-- Opening Marker --

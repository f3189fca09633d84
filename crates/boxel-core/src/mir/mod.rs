//! Mid-level IR consumed by instruction selection.
//!
//! Functions are lists of basic blocks, blocks are lists of statements, and
//! statements hold tree-shaped expressions. Blocks and functions are addressed
//! by their index in the owning vector, never by reference identity.

use derive_more::{Display, From};
use serde::{Deserialize, Serialize};

pub mod pretty;

#[derive(
    Debug, Clone, Copy, PartialEq, Eq, Hash, PartialOrd, Ord, Serialize, Deserialize, Display, From,
)]
#[serde(transparent)]
#[display("L{_0}")]
pub struct BlockId(pub u32);

#[derive(
    Debug, Clone, Copy, PartialEq, Eq, Hash, PartialOrd, Ord, Serialize, Deserialize, Display, From,
)]
#[serde(transparent)]
#[display("fn#{_0}")]
pub struct FunctionId(pub u32);

#[derive(Debug, Clone, Default, PartialEq, Serialize, Deserialize)]
pub struct Module {
    #[serde(default)]
    pub functions: Vec<Function>,
}

#[derive(Debug, Clone, Default, PartialEq, Serialize, Deserialize)]
pub struct Function {
    #[serde(default)]
    pub name: Option<String>,
    #[serde(default)]
    pub temp_count: u32,
    #[serde(default)]
    pub basic_blocks: Vec<BasicBlock>,
}

#[derive(Debug, Clone, Default, PartialEq, Serialize, Deserialize)]
pub struct BasicBlock {
    #[serde(default)]
    pub statements: Vec<Stmt>,
}

#[derive(Debug, Clone, PartialEq, Serialize, Deserialize)]
pub enum Stmt {
    Eval(Expr),
    Assign {
        target: Expr,
        source: Expr,
    },
    Jump(BlockId),
    CondJump {
        cond: Expr,
        if_true: BlockId,
        if_false: BlockId,
    },
    Return(Expr),
    /// Start of a scope region (`with`, exception handler).
    Enter(Expr),
    Leave,
}

/// A temporary reference. Non-negative indices name function-local slots,
/// negative indices encode incoming argument `-index - 1`.
#[derive(Debug, Clone, Copy, PartialEq, Eq, Hash, Serialize, Deserialize)]
#[serde(transparent)]
pub struct Temp {
    pub index: i32,
}

#[derive(Debug, Clone, Copy, PartialEq, Eq, Hash)]
pub enum TempKind {
    Local(u32),
    Argument(u32),
}

#[derive(Debug, Clone, PartialEq, Serialize, Deserialize)]
pub enum Expr {
    Constant(f64),
    StringLiteral(String),
    Temporary(Temp),
    Name(String),
    Closure(FunctionId),
    UnaryOp(UnaryOp, Box<Expr>),
    BinaryOp(BinaryOp, Box<Expr>, Box<Expr>),
    Call {
        callee: Box<Expr>,
        #[serde(default)]
        args: Vec<Expr>,
    },
    New {
        callee: Box<Expr>,
        #[serde(default)]
        args: Vec<Expr>,
    },
    Subscript {
        base: Box<Expr>,
        index: Box<Expr>,
    },
    Member {
        base: Box<Expr>,
        name: String,
    },
}

/// Variant tag of an [`Expr`], used in reports.
#[derive(Debug, Clone, Copy, PartialEq, Eq, Hash, PartialOrd, Ord, Display)]
pub enum ExprKind {
    Constant,
    StringLiteral,
    Temporary,
    Name,
    Closure,
    UnaryOp,
    BinaryOp,
    Call,
    New,
    Subscript,
    Member,
}

#[derive(Debug, Clone, Copy, PartialEq, Eq, Hash, Serialize, Deserialize)]
pub enum UnaryOp {
    Not = 0,
    Neg = 1,
    Plus = 2,
    Compl = 3,
}

#[derive(Debug, Clone, Copy, PartialEq, Eq, Hash, Serialize, Deserialize)]
pub enum BinaryOp {
    Add = 0,
    Sub = 1,
    Mul = 2,
    Div = 3,
    Mod = 4,
    Shl = 5,
    Shr = 6,
    UShr = 7,
    BitAnd = 8,
    BitOr = 9,
    BitXor = 10,
    Lt = 11,
    Gt = 12,
    Le = 13,
    Ge = 14,
    Eq = 15,
    Ne = 16,
    StrictEq = 17,
    StrictNe = 18,
    InstanceOf = 19,
    In = 20,
    And = 21,
    Or = 22,
}

/// Position of a statement inside a module, carried by fatal errors.
#[derive(Debug, Clone, PartialEq, Eq, Display)]
#[display("`{function}` {block}#{statement}")]
pub struct StmtLocation {
    pub function: String,
    pub block: BlockId,
    pub statement: usize,
}

// Implementation helpers
impl Module {
    pub fn new() -> Self {
        Self {
            functions: Vec::new(),
        }
    }

    pub fn add_function(&mut self, function: Function) -> FunctionId {
        let id = FunctionId(self.functions.len() as u32);
        self.functions.push(function);
        id
    }

    pub fn function(&self, id: FunctionId) -> Option<&Function> {
        self.functions.get(id.index())
    }
}

impl Function {
    pub fn new(name: impl Into<String>, temp_count: u32) -> Self {
        Self {
            name: Some(name.into()),
            temp_count,
            basic_blocks: Vec::new(),
        }
    }

    pub fn anonymous(temp_count: u32) -> Self {
        Self {
            name: None,
            temp_count,
            basic_blocks: Vec::new(),
        }
    }

    pub fn add_block(&mut self) -> BlockId {
        let id = BlockId(self.basic_blocks.len() as u32);
        self.basic_blocks.push(BasicBlock::new());
        id
    }

    /// Append a statement to `block`.
    ///
    /// Panics if `block` was not created by [`Function::add_block`].
    pub fn push(&mut self, block: BlockId, stmt: Stmt) {
        self.basic_blocks[block.index()].statements.push(stmt);
    }

    pub fn block(&self, id: BlockId) -> Option<&BasicBlock> {
        self.basic_blocks.get(id.index())
    }

    pub fn entry_block(&self) -> Option<BlockId> {
        if self.basic_blocks.is_empty() {
            None
        } else {
            Some(BlockId(0))
        }
    }

    pub fn block_ids(&self) -> impl Iterator<Item = BlockId> {
        (0..self.basic_blocks.len() as u32).map(BlockId)
    }
}

impl BasicBlock {
    pub fn new() -> Self {
        Self {
            statements: Vec::new(),
        }
    }

    pub fn terminator(&self) -> Option<&Stmt> {
        self.statements.iter().find(|stmt| stmt.is_terminator())
    }
}

impl Stmt {
    pub fn is_terminator(&self) -> bool {
        matches!(
            self,
            Stmt::Jump(_) | Stmt::CondJump { .. } | Stmt::Return(_)
        )
    }

    pub fn successors(&self) -> Vec<BlockId> {
        match self {
            Stmt::Jump(target) => vec![*target],
            Stmt::CondJump {
                if_true, if_false, ..
            } => vec![*if_true, *if_false],
            _ => Vec::new(),
        }
    }
}

impl Temp {
    pub fn local(index: u16) -> Self {
        Self {
            index: i32::from(index),
        }
    }

    pub fn argument(number: u16) -> Self {
        Self {
            index: -i32::from(number) - 1,
        }
    }

    pub fn kind(self) -> TempKind {
        match u32::try_from(self.index) {
            Ok(index) => TempKind::Local(index),
            // -(index + 1) stays within i32 for every negative index.
            Err(_) => TempKind::Argument((-(self.index + 1)).unsigned_abs()),
        }
    }
}

impl Expr {
    pub fn constant(value: f64) -> Self {
        Expr::Constant(value)
    }

    pub fn string(text: impl Into<String>) -> Self {
        Expr::StringLiteral(text.into())
    }

    pub fn temp(index: i32) -> Self {
        Expr::Temporary(Temp { index })
    }

    pub fn local(index: u16) -> Self {
        Expr::Temporary(Temp::local(index))
    }

    pub fn argument(number: u16) -> Self {
        Expr::Temporary(Temp::argument(number))
    }

    pub fn name(identifier: impl Into<String>) -> Self {
        Expr::Name(identifier.into())
    }

    pub fn unary(op: UnaryOp, operand: Expr) -> Self {
        Expr::UnaryOp(op, Box::new(operand))
    }

    pub fn binary(op: BinaryOp, left: Expr, right: Expr) -> Self {
        Expr::BinaryOp(op, Box::new(left), Box::new(right))
    }

    pub fn call(callee: Expr, args: Vec<Expr>) -> Self {
        Expr::Call {
            callee: Box::new(callee),
            args,
        }
    }

    pub fn new_object(callee: Expr, args: Vec<Expr>) -> Self {
        Expr::New {
            callee: Box::new(callee),
            args,
        }
    }

    pub fn subscript(base: Expr, index: Expr) -> Self {
        Expr::Subscript {
            base: Box::new(base),
            index: Box::new(index),
        }
    }

    pub fn member(base: Expr, name: impl Into<String>) -> Self {
        Expr::Member {
            base: Box::new(base),
            name: name.into(),
        }
    }

    pub fn kind(&self) -> ExprKind {
        match self {
            Expr::Constant(_) => ExprKind::Constant,
            Expr::StringLiteral(_) => ExprKind::StringLiteral,
            Expr::Temporary(_) => ExprKind::Temporary,
            Expr::Name(_) => ExprKind::Name,
            Expr::Closure(_) => ExprKind::Closure,
            Expr::UnaryOp(..) => ExprKind::UnaryOp,
            Expr::BinaryOp(..) => ExprKind::BinaryOp,
            Expr::Call { .. } => ExprKind::Call,
            Expr::New { .. } => ExprKind::New,
            Expr::Subscript { .. } => ExprKind::Subscript,
            Expr::Member { .. } => ExprKind::Member,
        }
    }

    pub fn as_temp(&self) -> Option<Temp> {
        match self {
            Expr::Temporary(temp) => Some(*temp),
            _ => None,
        }
    }
}

impl UnaryOp {
    /// Operator code passed to the runtime's unary dispatch helper.
    pub fn op_code(self) -> i64 {
        self as i64
    }

    pub fn symbol(self) -> &'static str {
        match self {
            UnaryOp::Not => "!",
            UnaryOp::Neg => "-",
            UnaryOp::Plus => "+",
            UnaryOp::Compl => "~",
        }
    }
}

impl BinaryOp {
    /// Operator code passed to the runtime's binary dispatch helper.
    pub fn op_code(self) -> i64 {
        self as i64
    }

    pub fn symbol(self) -> &'static str {
        match self {
            BinaryOp::Add => "+",
            BinaryOp::Sub => "-",
            BinaryOp::Mul => "*",
            BinaryOp::Div => "/",
            BinaryOp::Mod => "%",
            BinaryOp::Shl => "<<",
            BinaryOp::Shr => ">>",
            BinaryOp::UShr => ">>>",
            BinaryOp::BitAnd => "&",
            BinaryOp::BitOr => "|",
            BinaryOp::BitXor => "^",
            BinaryOp::Lt => "<",
            BinaryOp::Gt => ">",
            BinaryOp::Le => "<=",
            BinaryOp::Ge => ">=",
            BinaryOp::Eq => "==",
            BinaryOp::Ne => "!=",
            BinaryOp::StrictEq => "===",
            BinaryOp::StrictNe => "!==",
            BinaryOp::InstanceOf => "instanceof",
            BinaryOp::In => "in",
            BinaryOp::And => "&&",
            BinaryOp::Or => "||",
        }
    }
}

impl BlockId {
    pub fn new(id: u32) -> Self {
        Self(id)
    }

    pub fn index(self) -> usize {
        self.0 as usize
    }
}

impl FunctionId {
    pub fn new(id: u32) -> Self {
        Self(id)
    }

    pub fn index(self) -> usize {
        self.0 as usize
    }
}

-- Closing Marker --

* Task directions:
Reading through the records above, report each line in which the string "Some" is found.

* Reply to the exercise:
            name: Some(name.into()),
            Some(BlockId(0))
            Expr::Temporary(temp) => Some(*temp),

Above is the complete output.